After eleven years of wading through bureaucratic red tape, a $1.6 million federal grant, approved in 2002, has finally been implemented with the cooperation of the Chicano Park Steering Committee.
Guillermo Rosette, restoring the Chicano Park Takeover mural, defines this moment’s importance: “In history, we are the first artists to restore our own murals.” Rosette worked on the very first murals in 1973, and he brings the memory of that time to restore not only the vivid orange sky of the mural but also its significance and energy.
Unlike other important mural projects in Mexico during the Revolution and in the US during the New Deal, Chicano Park muralism is grassroots; yet it has become one of the most important sites in the world. The people power that Rosette’s mural memorializes — the community’s direct action to take the land — is the same spirit responsible for the artwork.
The murals are inseparable from the community struggle that Victor Ochoa calls the “Chicano democratic dynamic,” the collective process that has guided the preservation and now restoration of the park in spite of inevitable conflicts.

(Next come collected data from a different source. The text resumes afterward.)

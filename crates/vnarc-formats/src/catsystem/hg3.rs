//! HG-3 images
//!
//! A file header is followed by a chain of tagged chunks. `stdinfo` carries
//! the geometry and `img0000` the pixels as two zlib streams: a data stream
//! of non-zero bytes and a control stream of alternating copy and zero-fill
//! run lengths. The expanded buffer holds four bit planes that
//! [`apply_delta`] recombines into bottom-up pixels.
//!
//! Only the first frame of multi-frame files is decoded.

use binrw::BinRead;
use binrw::io::Cursor;
use tracing::trace;

use crate::bitstream::LsbBitStream;
use crate::codec::{alloc_output, zlib};
use crate::error::{Error, Result, header_mismatch};
use crate::image::{ChannelOrder, ImageFrame, check_dimensions, flip_rows};

/// Offset of the first tag
const FIRST_TAG: usize = 0x14;
/// Tag name plus next-offset and length words
const TAG_HEADER_SIZE: usize = 0x10;
/// Fields preceding the two zlib streams of `img0000`
const IMG_HEADER_SIZE: usize = 0x18;
/// Elias-gamma prefixes longer than this are corrupt
const MAX_GAMMA_BITS: u32 = 0x20;

/// HG-3 file header
#[derive(Debug, Clone, PartialEq, Eq, BinRead)]
#[br(little)]
pub struct Hg3Header {
    /// Signature, always `HG-3`
    #[br(assert(magic == *b"HG-3", "Invalid HG-3 magic: {:?}", magic))]
    pub magic: [u8; 4],
    /// Size of this header, 0xC
    pub header_size: u32,
    /// Format version, 0x300
    pub version: u32,
    /// Offset of the next frame, 0 for the last
    pub next_frame: u32,
    /// Frame number
    pub frame_id: u32,
}

/// `stdinfo` chunk
#[derive(Debug, Clone, PartialEq, Eq, BinRead)]
#[br(little)]
pub struct StdInfo {
    /// Width in pixels
    pub width: u32,
    /// Height in pixels
    pub height: u32,
    /// 24 or 32
    pub bpp: u32,
    /// Horizontal placement on the canvas
    pub offset_x: i32,
    /// Vertical placement on the canvas
    pub offset_y: i32,
    /// Canvas width
    pub canvas_width: u32,
    /// Canvas height
    pub canvas_height: u32,
}

struct Tag<'a> {
    name: &'a [u8],
    data: &'a [u8],
}

/// Walk the tag chain of the first frame
fn tags(data: &[u8]) -> Result<Vec<Tag<'_>>> {
    let mut tags = Vec::new();
    let mut pos = FIRST_TAG;
    loop {
        let header = data
            .get(pos..pos + TAG_HEADER_SIZE)
            .ok_or_else(|| Error::CorruptData(format!("HG-3 tag at {pos:#x} truncated")))?;
        let next = u32::from_le_bytes([header[8], header[9], header[10], header[11]]) as usize;
        let len = u32::from_le_bytes([header[12], header[13], header[14], header[15]]) as usize;
        let start = pos + TAG_HEADER_SIZE;
        let body = start
            .checked_add(len)
            .and_then(|end| data.get(start..end))
            .ok_or_else(|| Error::CorruptData(format!("HG-3 tag at {pos:#x} overruns the file")))?;
        let name = crate::util::fixed_cstring(&header[..8]);
        trace!("HG-3 tag {:?} ({} bytes)", String::from_utf8_lossy(name), len);
        tags.push(Tag { name, data: body });
        if next == 0 {
            return Ok(tags);
        }
        pos = pos
            .checked_add(next)
            .filter(|_| next >= TAG_HEADER_SIZE)
            .ok_or_else(|| Error::CorruptData("HG-3 tag chain loops".into()))?;
    }
}

fn read_gamma(bits: &mut LsbBitStream<'_>) -> Option<u32> {
    let mut zeros = 0;
    while !bits.get_next_bit()? {
        zeros += 1;
        if zeros >= MAX_GAMMA_BITS {
            return None;
        }
    }
    let mut value = 1u32;
    for _ in 0..zeros {
        value = (value << 1) | bits.get_bits(1)?;
    }
    Some(value)
}

/// Expand the zero-run coding of the data stream
fn expand_runs(data: &[u8], ctl: &[u8]) -> Result<Vec<u8>> {
    let corrupt = || Error::CorruptData("HG-3 control stream exhausted".into());
    let mut bits = LsbBitStream::new(ctl);
    let mut copy = bits.get_next_bit().ok_or_else(corrupt)?;
    let len = read_gamma(&mut bits).ok_or_else(corrupt)? as usize;
    let mut out = alloc_output(len)?;

    let mut src = 0;
    let mut dst = 0;
    while dst < len {
        let count = (read_gamma(&mut bits).ok_or_else(corrupt)? as usize).min(len - dst);
        if copy {
            let run = data
                .get(src..src + count)
                .ok_or_else(|| Error::CorruptData("HG-3 data stream exhausted".into()))?;
            out[dst..dst + count].copy_from_slice(run);
            src += count;
        }
        dst += count;
        copy = !copy;
    }
    Ok(out)
}

/// `val` with each two-bit group spread into the low bits of its own byte
const fn spread(i: usize) -> u32 {
    let i = i as u32;
    ((i >> 6) & 3) << 24 | ((i >> 4) & 3) << 16 | ((i >> 2) & 3) << 8 | (i & 3)
}

const fn weight_tables() -> [[u32; 256]; 4] {
    let mut tables = [[0u32; 256]; 4];
    let mut i = 0;
    while i < 256 {
        let val = spread(i);
        tables[0][i] = val << 6;
        tables[1][i] = val << 4;
        tables[2][i] = val << 2;
        tables[3][i] = val;
        i += 1;
    }
    tables
}

static WEIGHTS: [[u32; 256]; 4] = weight_tables();

/// Undo the sign fold: odd values were negative
const fn unfold(v: u8) -> u8 {
    if v & 1 != 0 { (v >> 1) ^ 0xFF } else { v >> 1 }
}

/// Recombine the four bit planes of `data` and undo the pixel prediction
///
/// The result is bottom-up with rows of `width * pixel_size` bytes.
pub fn apply_delta(data: &[u8], width: u32, height: u32, pixel_size: usize) -> Result<Vec<u8>> {
    let stride = width as usize * pixel_size;
    if data.len() % 4 != 0 || data.len() != stride * height as usize {
        return Err(Error::CorruptData(format!(
            "HG-3 plane data of {} bytes does not fit {width}x{height}",
            data.len()
        )));
    }

    let plane_len = data.len() / 4;
    let (p0, rest) = data.split_at(plane_len);
    let (p1, rest) = rest.split_at(plane_len);
    let (p2, p3) = rest.split_at(plane_len);

    let mut out = Vec::with_capacity(data.len());
    for i in 0..plane_len {
        let val = WEIGHTS[0][p0[i] as usize]
            | WEIGHTS[1][p1[i] as usize]
            | WEIGHTS[2][p2[i] as usize]
            | WEIGHTS[3][p3[i] as usize];
        out.extend(val.to_le_bytes().map(unfold));
    }

    for x in pixel_size..stride {
        out[x] = out[x].wrapping_add(out[x - pixel_size]);
    }
    for pos in stride..out.len() {
        out[pos] = out[pos].wrapping_add(out[pos - stride]);
    }
    Ok(out)
}

fn field(data: &[u8], index: usize) -> Result<usize> {
    data.get(index * 4..index * 4 + 4)
        .map(|b| u32::from_le_bytes([b[0], b[1], b[2], b[3]]) as usize)
        .ok_or_else(|| Error::CorruptData("HG-3 img0000 header truncated".into()))
}

/// Decode an HG-3 image
pub fn decode(data: &[u8]) -> Result<ImageFrame> {
    let header = Hg3Header::read(&mut Cursor::new(data)).map_err(header_mismatch)?;
    trace!("HG-3 version {:#x}", header.version);
    let tags = tags(data)?;

    let info_tag = tags
        .iter()
        .find(|t| t.name == b"stdinfo")
        .ok_or_else(|| Error::CorruptData("HG-3 without stdinfo".into()))?;
    let info = StdInfo::read(&mut Cursor::new(info_tag.data))
        .map_err(|_| Error::CorruptData("HG-3 stdinfo truncated".into()))?;
    check_dimensions(info.width, info.height)?;
    let order = match info.bpp {
        24 => ChannelOrder::Bgr,
        32 => ChannelOrder::Bgra,
        bpp => return Err(Error::unsupported("HG-3 bit depth", bpp)),
    };

    let img = tags
        .iter()
        .find(|t| t.name.starts_with(b"img") && t.name.len() == 7)
        .ok_or_else(|| Error::CorruptData("HG-3 without image chunk".into()))?
        .data;
    let data_packed = field(img, 2)?;
    let data_len = field(img, 3)?;
    let ctl_packed = field(img, 4)?;
    let ctl_len = field(img, 5)?;
    let streams = &img[IMG_HEADER_SIZE.min(img.len())..];
    let (packed_data, rest) = streams
        .split_at_checked(data_packed)
        .ok_or_else(|| Error::CorruptData("HG-3 data stream truncated".into()))?;
    let packed_ctl = rest
        .get(..ctl_packed)
        .ok_or_else(|| Error::CorruptData("HG-3 control stream truncated".into()))?;

    let planes = zlib::inflate_exact(packed_data, data_len)?;
    let ctl = zlib::inflate_exact(packed_ctl, ctl_len)?;
    let expanded = expand_runs(&planes, &ctl)?;

    let pixel_size = order.bytes_per_pixel();
    let mut pixels = apply_delta(&expanded, info.width, info.height, pixel_size)?;
    flip_rows(&mut pixels, info.width as usize * pixel_size);
    Ok(ImageFrame::packed(info.width, info.height, order, pixels)?
        .with_offset(info.offset_x, info.offset_y))
}

#[cfg(test)]
#[allow(clippy::expect_used, clippy::unwrap_used)]
mod tests {
    use super::*;
    use crate::codec::zlib::deflate;

    #[derive(Default)]
    struct BitWriter {
        bytes: Vec<u8>,
        used: u32,
    }

    impl BitWriter {
        fn bit(&mut self, set: bool) {
            if self.used % 8 == 0 {
                self.bytes.push(0);
            }
            if set {
                *self.bytes.last_mut().unwrap() |= 1 << (self.used % 8);
            }
            self.used += 1;
        }

        fn gamma(&mut self, value: u32) {
            let width = 32 - value.leading_zeros();
            for _ in 1..width {
                self.bit(false);
            }
            for i in (0..width).rev() {
                self.bit(value >> i & 1 != 0);
            }
        }
    }

    fn tag(name: &[u8; 8], body: &[u8], last: bool) -> Vec<u8> {
        let mut out = name.to_vec();
        let next = if last { 0 } else { (TAG_HEADER_SIZE + body.len()) as u32 };
        out.extend_from_slice(&next.to_le_bytes());
        out.extend_from_slice(&(body.len() as u32).to_le_bytes());
        out.extend_from_slice(body);
        out
    }

    fn build(width: u32, height: u32, bpp: u32, planes: &[u8], ctl: &[u8]) -> Vec<u8> {
        let mut info = Vec::new();
        for v in [width, height, bpp, 3, 5, width, height] {
            info.extend_from_slice(&v.to_le_bytes());
        }
        let packed_data = deflate(planes);
        let packed_ctl = deflate(ctl);
        let mut img = Vec::new();
        for v in [
            0,
            height,
            packed_data.len() as u32,
            planes.len() as u32,
            packed_ctl.len() as u32,
            ctl.len() as u32,
        ] {
            img.extend_from_slice(&v.to_le_bytes());
        }
        img.extend(packed_data);
        img.extend(packed_ctl);

        let mut out = b"HG-3".to_vec();
        for v in [0xCu32, 0x300, 0, 0] {
            out.extend_from_slice(&v.to_le_bytes());
        }
        out.extend(tag(b"stdinfo\0", &info, false));
        out.extend(tag(b"img0000\0", &img, true));
        out
    }

    #[test]
    fn test_weight_tables() {
        assert_eq!(WEIGHTS[0][0x40], 0x4000_0000);
        assert_eq!(WEIGHTS[3][0xFF], 0x0303_0303);
        assert_eq!(WEIGHTS[1][0x01], 0x10);
    }

    #[test]
    fn test_apply_delta_single_pixel() {
        assert_eq!(apply_delta(&[0x40, 0, 0, 0], 1, 1, 4).unwrap(), [0, 0, 0, 0x20]);
    }

    #[test]
    fn test_apply_delta_horizontal_sum() {
        let out = apply_delta(&[0, 0, 0, 0, 0, 0, 2, 2], 2, 1, 4).unwrap();
        assert_eq!(out, [1, 0, 0, 0, 2, 0, 0, 0]);
    }

    #[test]
    fn test_apply_delta_negative_and_vertical() {
        // One 32-bit pixel per row; 3 folds to -2
        let out = apply_delta(&[0, 0, 0, 0, 0, 0, 2, 3], 1, 2, 4).unwrap();
        assert_eq!(out, [1, 0, 0, 0, 0xFF, 0, 0, 0]);
    }

    #[test]
    fn test_apply_delta_rejects_size() {
        assert!(apply_delta(&[0; 8], 3, 1, 4).is_err());
        assert!(apply_delta(&[0; 6], 2, 1, 3).is_err());
    }

    #[test]
    fn test_gamma() {
        let mut writer = BitWriter::default();
        for v in [1, 2, 8, 300] {
            writer.gamma(v);
        }
        let mut bits = LsbBitStream::new(&writer.bytes);
        for v in [1, 2, 8, 300] {
            assert_eq!(read_gamma(&mut bits), Some(v));
        }
    }

    #[test]
    fn test_decode_copy_run() {
        let mut ctl = BitWriter::default();
        ctl.bit(true);
        ctl.gamma(8);
        ctl.gamma(8);
        assert_eq!(ctl.bytes, [0x11, 0x08]);

        let data = build(2, 1, 32, &[0, 0, 0, 0, 0, 0, 2, 2], &ctl.bytes);
        let frame = decode(&data).unwrap();
        assert_eq!((frame.width, frame.height), (2, 1));
        assert_eq!(frame.channel_order, ChannelOrder::Bgra);
        assert_eq!(frame.pixels, [1, 0, 0, 0, 2, 0, 0, 0]);
        assert_eq!((frame.offset_x, frame.offset_y), (3, 5));
    }

    #[test]
    fn test_decode_zero_run_and_flip() {
        // 2 px of 24 bpp, two rows; only plane 3 carries data
        let mut ctl = BitWriter::default();
        ctl.bit(false);
        ctl.gamma(12);
        ctl.gamma(10);
        ctl.gamma(2);
        let data = build(2, 2, 24, &[0x20, 0], &ctl.bytes);
        let frame = decode(&data).unwrap();
        assert_eq!(frame.channel_order, ChannelOrder::Bgr);
        assert_eq!(frame.stride, 6);
        assert_eq!(frame.pixels, [1, 0, 0, 0, 0, 0, 0, 0, 0, 0, 0, 0]);
    }

    #[test]
    fn test_control_overrun() {
        let mut ctl = BitWriter::default();
        ctl.bit(true);
        ctl.gamma(8);
        ctl.gamma(8);
        let data = build(2, 1, 32, &[0, 0, 0], &ctl.bytes);
        assert!(decode(&data).is_err());
    }

    #[test]
    fn test_bad_depth() {
        let mut ctl = BitWriter::default();
        ctl.bit(false);
        ctl.gamma(2);
        ctl.gamma(2);
        let data = build(1, 1, 16, &[], &ctl.bytes);
        assert!(matches!(
            decode(&data),
            Err(Error::UnsupportedVariant { .. })
        ));
    }

    #[test]
    fn test_not_hg3() {
        assert!(decode(b"HG-2\0\0\0\0\0\0\0\0\0\0\0\0\0\0\0\0").unwrap_err().is_mismatch());
    }
}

As Felipe Adame asserts, “In the 1970′s, we were giving life to the culture. We were making a link between past and present. It was a cultural renaissance.” The presence of these original artists involves not only a new coat of paint, but also a deeper understanding of the ongoing need to preserve the community, understand our history, and maintain our culture. Those who visit the park during the yearlong restoration period will have a remarkable chance to learn from these artists/activists.
The long story of this Federal Transportation Enhancement Activities grant, should be viewed as the latest chapter in the struggle for a working partnership between community and city and state authorities that began as early as the re-zoning of Logan Heights for “light industry” and junkyards in the 1950′s…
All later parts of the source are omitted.